Watch this cool video of someone drawing the internal clitoris (Source: Museum of Sex)

The size and shape of the clitoris

The tip (glans) of the clitoris is the size and shape of a pea, but this is just the average – it differs widely between women, and there is no ‘normal’ (within ‘normal’ boundaries). They are all different, the same way penises are all different while remaining of same structure. The clitoral hood covers the end of the clitoral glans. There is a shaft that extends up to the pubic mound, where the clitoris reverses direction and branches, as if two legs sitting atop a horse.

Sketch - vaginal openingThese are the clitorial crura, and they form the corpora cavernosa. The labia minora (inner labia) hide the clitoral crura, which end as they attach to the pubic arch, or continue to the posterior fourchette – the bottom of the vaginal entrance. Where the clitoral crura end depends on who you talk to.

The clitoral glans protrudes (sometimes a lot, sometimes a little) from the body, but there is no way to tell by the way someone looks – height, weight, age, contraception, fertility – what their clitoris will look like.
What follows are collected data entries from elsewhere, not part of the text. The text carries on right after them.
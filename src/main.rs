use std::path::PathBuf;
use std::sync::Arc;

use tokio::net::TcpListener;
use tokio::sync::Semaphore;
use tracing::info;

use atrium::tenant::TenantManager;
use atrium::wire;

#[tokio::main]
async fn main() -> Result<(), Box<dyn std::error::Error>> {
    tracing_subscriber::fmt::init();

    let metrics_port: Option<u16> = std::env::var("ATRIUM_METRICS_PORT")
        .ok()
        .and_then(|s| s.parse().ok());
    atrium::observability::init(metrics_port);

    let port = std::env::var("ATRIUM_PORT").unwrap_or_else(|_| "5433".into());
    let bind = std::env::var("ATRIUM_BIND").unwrap_or_else(|_| "0.0.0.0".into());
    let data_dir = std::env::var("ATRIUM_DATA_DIR").unwrap_or_else(|_| "./data".into());
    let password = std::env::var("ATRIUM_PASSWORD").unwrap_or_else(|_| "atrium".into());
    let max_connections: usize = std::env::var("ATRIUM_MAX_CONNECTIONS")
        .ok()
        .and_then(|s| s.parse().ok())
        .unwrap_or(256);
    let compact_threshold: u64 = std::env::var("ATRIUM_COMPACT_THRESHOLD")
        .ok()
        .and_then(|s| s.parse().ok())
        .unwrap_or(1000);

    let tls_cert = std::env::var("ATRIUM_TLS_CERT").ok();
    let tls_key = std::env::var("ATRIUM_TLS_KEY").ok();
    let tls_acceptor = atrium::tls::load_tls_acceptor(tls_cert.as_deref(), tls_key.as_deref())?;

    // Ensure data directory exists
    std::fs::create_dir_all(&data_dir)?;

    let tenant_manager = Arc::new(TenantManager::new(
        PathBuf::from(&data_dir),
        compact_threshold,
    ));
    let semaphore = Arc::new(Semaphore::new(max_connections));

    let addr = format!("{bind}:{port}");
    let listener = TcpListener::bind(&addr).await?;
    info!("atrium listening on {addr}");
    info!("  data_dir: {data_dir}");
    info!("  max_connections: {max_connections}");
    info!("  tls: {}", if tls_acceptor.is_some() { "enabled" } else { "disabled" });
    info!("  metrics: {}", metrics_port.map_or("disabled".to_string(), |p| format!("http://0.0.0.0:{p}/metrics")));

    // Graceful shutdown: stop accepting on SIGTERM/ctrl-c, drain in-flight connections
    let shutdown = async {
        let ctrl_c = tokio::signal::ctrl_c();
        #[cfg(unix)]
        {
            let mut sigterm =
                tokio::signal::unix::signal(tokio::signal::unix::SignalKind::terminate())
                    .expect("failed to register SIGTERM handler");
            tokio::select! {
                _ = ctrl_c => {}
                _ = sigterm.recv() => {}
            }
        }
        #[cfg(not(unix))]
        {
            ctrl_c.await.ok();
        }
    };
    tokio::pin!(shutdown);

    loop {
        tokio::select! {
            result = listener.accept() => {
                let (socket, peer) = match result {
                    Ok(conn) => conn,
                    Err(e) => {
                        tracing::error!("accept error: {e}");
                        continue;
                    }
                };

                let permit = match semaphore.clone().try_acquire_owned() {
                    Ok(permit) => permit,
                    Err(_) => {
                        tracing::warn!("connection limit reached, rejecting {peer}");
                        metrics::counter!(atrium::observability::CONNECTIONS_REJECTED_TOTAL).increment(1);
                        drop(socket);
                        continue;
                    }
                };

                info!("connection from {peer}");
                metrics::counter!(atrium::observability::CONNECTIONS_TOTAL).increment(1);
                metrics::gauge!(atrium::observability::CONNECTIONS_ACTIVE).increment(1.0);
                let tm = tenant_manager.clone();
                let pw = password.clone();
                let tls = tls_acceptor.clone();

                tokio::spawn(async move {
                    let _permit = permit; // held until connection closes
                    if let Err(e) = wire::process_connection(socket, tm, pw, tls).await {
                        tracing::error!("connection error from {peer}: {e}");
                    }
                    metrics::gauge!(atrium::observability::CONNECTIONS_ACTIVE).decrement(1.0);
                });
            }
            _ = &mut shutdown => {
                info!("shutdown signal received, stopping accept loop");
                break;
            }
        }
    }

    // Wait for in-flight connections to finish (up to 10s)
    info!("draining connections...");
    let drain_deadline = tokio::time::sleep(std::time::Duration::from_secs(10));
    tokio::pin!(drain_deadline);

    loop {
        if semaphore.available_permits() == max_connections {
            info!("all connections drained");
            break;
        }
        tokio::select! {
            _ = &mut drain_deadline => {
                let remaining = max_connections - semaphore.available_permits();
                tracing::warn!("drain timeout, {remaining} connections still open");
                break;
            }
            _ = tokio::time::sleep(std::time::Duration::from_millis(100)) => {}
        }
    }

    info!("atrium stopped");
    Ok(())
}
Blood and nerve supply to the clitoris

There is a large network of blood vessels and nerves, plus ligaments, the urethral sponge, vestibular bulb, perineal sponge, and muscles involved in the actions of the clitoris. There are some striking similarities to the male version of the sexual organs, which allows us to accurately foresee the general behaviours, since the male sexual organs lie outside the body and can be examined more easily.

The corpus clitoridis has two separate chambers (corpora cavernosa), which is erectile tissue that swells with blood upon arousal, and a shaft that is attached to the glans clitoris. Each corpora is separated (but not entirely) from each other by a septum.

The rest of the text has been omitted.